— Saham PT Bank Mandiri Tbk (BMRI) menguat 2,36% ke Rp 3.900 pada perdagangan Kamis (2/7/2026). Kenaikan terjadi setelah saham emiten bank BUMN tersebut diserok investor asing, menutup tekanan yang sempat membuat mayoritas sesi sebelumnya berakhir di zona merah.

Perdagangan hari itu mencatat 181,96 juta saham BMRI diperdagangkan dengan frekuensi 35.950 kali dan nilai transaksi mencapai Rp 713,17 miliar. Investor asing membukukan net buy atas saham Bank Mandiri sebesar Rp 75,42 miliar.

Net buy asing itu menjadi capaian perdana setelah periode 19 Juni sampai 1 Juli yang mencatat aliran net sell dari investor asing.

Secara jangka pendek, saham Bank Mandiri masih menunjukkan pelemahan. Dalam tiga bulan terakhir, harga saham tercatat turun 7,37%.

Valuasi Terendah Dalam Sepuluh Tahun

Dari sisi valuasi, kondisi saat ini menempatkan saham BMRI sebagai salah satu yang termurah dalam 10 tahun terakhir.
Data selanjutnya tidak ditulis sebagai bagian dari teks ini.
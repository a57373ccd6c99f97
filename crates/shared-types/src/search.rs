//! Trip-search form state.
//!
//! The form is driven by a reducer: every control interaction becomes a
//! [`SearchAction`], and [`SearchFormState::reduce`] returns the complete next
//! state or rejects the action without touching the current one. Cross-field
//! rules (return date never before departure) therefore happen in a single
//! transition.

use crate::error::AppError;
use serde::{Deserialize, Serialize};
use std::collections::BTreeMap;
use time::Date;

/// Whether a search is for a one-way or a return journey.
#[derive(Debug, Clone, Copy, PartialEq, Eq, Default, Serialize, Deserialize)]
#[serde(rename_all = "snake_case")]
pub enum TripType {
    OneWay,
    #[default]
    RoundTrip,
}

impl TripType {
    pub fn as_str(&self) -> &'static str {
        match self {
            TripType::OneWay => "one_way",
            TripType::RoundTrip => "round_trip",
        }
    }

    /// Label shown on the trip-type toggle.
    pub fn display_name(&self) -> &'static str {
        match self {
            TripType::OneWay => "One Way",
            TripType::RoundTrip => "With return",
        }
    }
}

/// A single user interaction with the search form.
#[derive(Debug, Clone, PartialEq)]
pub enum SearchAction {
    SetTripType(TripType),
    IncrementPassengers,
    DecrementPassengers,
    SetDepartureDate(Option<Date>),
    SetReturnDate(Option<Date>),
    SetOrigin(String),
    SetDestination(String),
}

impl SearchAction {
    /// Short name used in log lines.
    pub fn name(&self) -> &'static str {
        match self {
            SearchAction::SetTripType(_) => "set_trip_type",
            SearchAction::IncrementPassengers => "increment_passengers",
            SearchAction::DecrementPassengers => "decrement_passengers",
            SearchAction::SetDepartureDate(_) => "set_departure_date",
            SearchAction::SetReturnDate(_) => "set_return_date",
            SearchAction::SetOrigin(_) => "set_origin",
            SearchAction::SetDestination(_) => "set_destination",
        }
    }
}

/// Transient state of the trip-search form for one page view.
#[derive(Debug, Clone, PartialEq, Eq)]
pub struct SearchFormState {
    pub trip_type: TripType,
    passenger_count: u32,
    departure_date: Option<Date>,
    return_date: Option<Date>,
    pub origin: String,
    pub destination: String,
}

impl Default for SearchFormState {
    fn default() -> Self {
        Self {
            trip_type: TripType::default(),
            passenger_count: 1,
            departure_date: None,
            return_date: None,
            origin: String::new(),
            destination: String::new(),
        }
    }
}

impl SearchFormState {
    /// Number of passengers; always at least one.
    pub fn passenger_count(&self) -> u32 {
        self.passenger_count
    }

    pub fn departure_date(&self) -> Option<Date> {
        self.departure_date
    }

    /// Chosen return date. Never earlier than the departure date; it is
    /// retained while the trip is one-way.
    pub fn return_date(&self) -> Option<Date> {
        self.return_date
    }

    pub fn is_round_trip(&self) -> bool {
        self.trip_type == TripType::RoundTrip
    }

    /// The return-date control is inert for one-way trips.
    ///
    /// A retained return date is kept; switching back to a return trip makes
    /// it visible again.
    pub fn return_disabled(&self) -> bool {
        !self.is_round_trip()
    }

    /// "Passenger" or "Passengers", agreeing with the current count.
    pub fn passenger_noun(&self) -> &'static str {
        if self.passenger_count == 1 {
            "Passenger"
        } else {
            "Passengers"
        }
    }

    /// "1 Passenger", "3 Passengers".
    pub fn passenger_label(&self) -> String {
        format!("{} {}", self.passenger_count, self.passenger_noun())
    }

    /// Earliest date the departure picker may offer.
    pub fn departure_min_date(&self, today: Date) -> Date {
        today
    }

    /// Earliest date the return picker may offer: the departure date when
    /// one is chosen, today otherwise.
    pub fn return_min_date(&self, today: Date) -> Date {
        self.departure_date.map_or(today, |d| d.max(today))
    }

    /// Apply one action and return the next state.
    ///
    /// Dates earlier than the relevant minimum are rejected and the current
    /// state is left as it was. All other actions always succeed.
    pub fn reduce(&self, action: SearchAction, today: Date) -> Result<Self, AppError> {
        let mut next = self.clone();
        match action {
            SearchAction::SetTripType(trip_type) => next.trip_type = trip_type,
            SearchAction::IncrementPassengers => {
                next.passenger_count = next.passenger_count.saturating_add(1);
            }
            SearchAction::DecrementPassengers => {
                next.passenger_count = next.passenger_count.saturating_sub(1).max(1);
            }
            SearchAction::SetDepartureDate(date) => {
                if let Some(d) = date {
                    let min = self.departure_min_date(today);
                    if d < min {
                        return Err(AppError::field(
                            "departure_date",
                            format!("Departure cannot be earlier than {min}"),
                        ));
                    }
                    if next.return_date.is_some_and(|r| r < d) {
                        next.return_date = None;
                    }
                }
                next.departure_date = date;
            }
            SearchAction::SetReturnDate(date) => {
                if let Some(d) = date {
                    let min = self.return_min_date(today);
                    if d < min {
                        return Err(AppError::field(
                            "return_date",
                            format!("Return cannot be earlier than {min}"),
                        ));
                    }
                }
                next.return_date = date;
            }
            SearchAction::SetOrigin(text) => next.origin = text,
            SearchAction::SetDestination(text) => next.destination = text,
        }
        Ok(next)
    }

    /// Build the request a pricing service would receive for this form.
    ///
    /// Collects every missing or stale field into one validation error.
    pub fn to_query(&self, today: Date) -> Result<SearchQuery, AppError> {
        let mut field_errors = BTreeMap::new();

        if self.origin.trim().is_empty() {
            field_errors.insert("origin".to_string(), "Enter a pickup location".to_string());
        }
        if self.destination.trim().is_empty() {
            field_errors.insert(
                "destination".to_string(),
                "Enter a drop-off location".to_string(),
            );
        }

        match self.departure_date {
            None => {
                field_errors.insert(
                    "departure_date".to_string(),
                    "Choose a departure date".to_string(),
                );
            }
            Some(d) if d < today => {
                field_errors.insert(
                    "departure_date".to_string(),
                    "Departure date is in the past".to_string(),
                );
            }
            Some(_) => {}
        }

        if self.is_round_trip() {
            match self.return_date {
                None => {
                    field_errors.insert(
                        "return_date".to_string(),
                        "Choose a return date".to_string(),
                    );
                }
                Some(r) if r < self.return_min_date(today) => {
                    field_errors.insert(
                        "return_date".to_string(),
                        "Return must be on or after departure".to_string(),
                    );
                }
                Some(_) => {}
            }
        }

        if !field_errors.is_empty() {
            return Err(AppError::validation("Search is incomplete", field_errors));
        }

        let departure_date = self
            .departure_date
            .ok_or_else(|| AppError::field("departure_date", "Choose a departure date"))?;

        Ok(SearchQuery {
            trip_type: self.trip_type,
            passengers: self.passenger_count,
            origin: self.origin.clone(),
            destination: self.destination.clone(),
            departure_date,
            return_date: if self.is_round_trip() {
                self.return_date
            } else {
                None
            },
        })
    }
}

time::serde::format_description!(iso_date, Date, "[year]-[month]-[day]");

/// Search request handed to a pricing service.
///
/// Dates are ISO `YYYY-MM-DD`; `return_date` is only present for return
/// trips.
#[derive(Debug, Clone, PartialEq, Eq, Serialize, Deserialize)]
pub struct SearchQuery {
    pub trip_type: TripType,
    pub passengers: u32,
    pub origin: String,
    pub destination: String,
    #[serde(with = "iso_date")]
    pub departure_date: Date,
    #[serde(default, with = "iso_date::option", skip_serializing_if = "Option::is_none")]
    pub return_date: Option<Date>,
}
Data menunjukkan rasio price to book value (PBV) BMRI berada di 1,19 kali, di bawah -2 PBV standard deviation BMRI dalam 10 tahun terakhir yang tercatat 1,2 kali.

Sementara itu, price earning ratio (PER) BMRI tercatat 6,22 kali (TTM), lebih rendah dari -1 PE standard deviation dalam 10 tahun terakhir sebesar 9,41 kali.

Rekomendasi Analis dan Buyback

MNC Sekuritas mempertahankan rekomendasi buy untuk saham BMRI dengan target harga sebesar Rp 6.050 per saham.

Target tersebut mencerminkan estimasi valuasi price to book value (PBV) 2026 sebesar 1,8 kali dan PBV 2027 sebesar 1,7 kali, menurut proyeksi yang disampaikan analis.

Selain itu, para pemegang saham telah menyetujui program pembelian kembali (buyback) saham BMRI maksimal senilai Rp 1,17 triliun. Pelaksanaan buyback dijadwalkan berlangsung dalam periode 12 bulan setelah rapat umum pemegang saham tahunan (RUPST).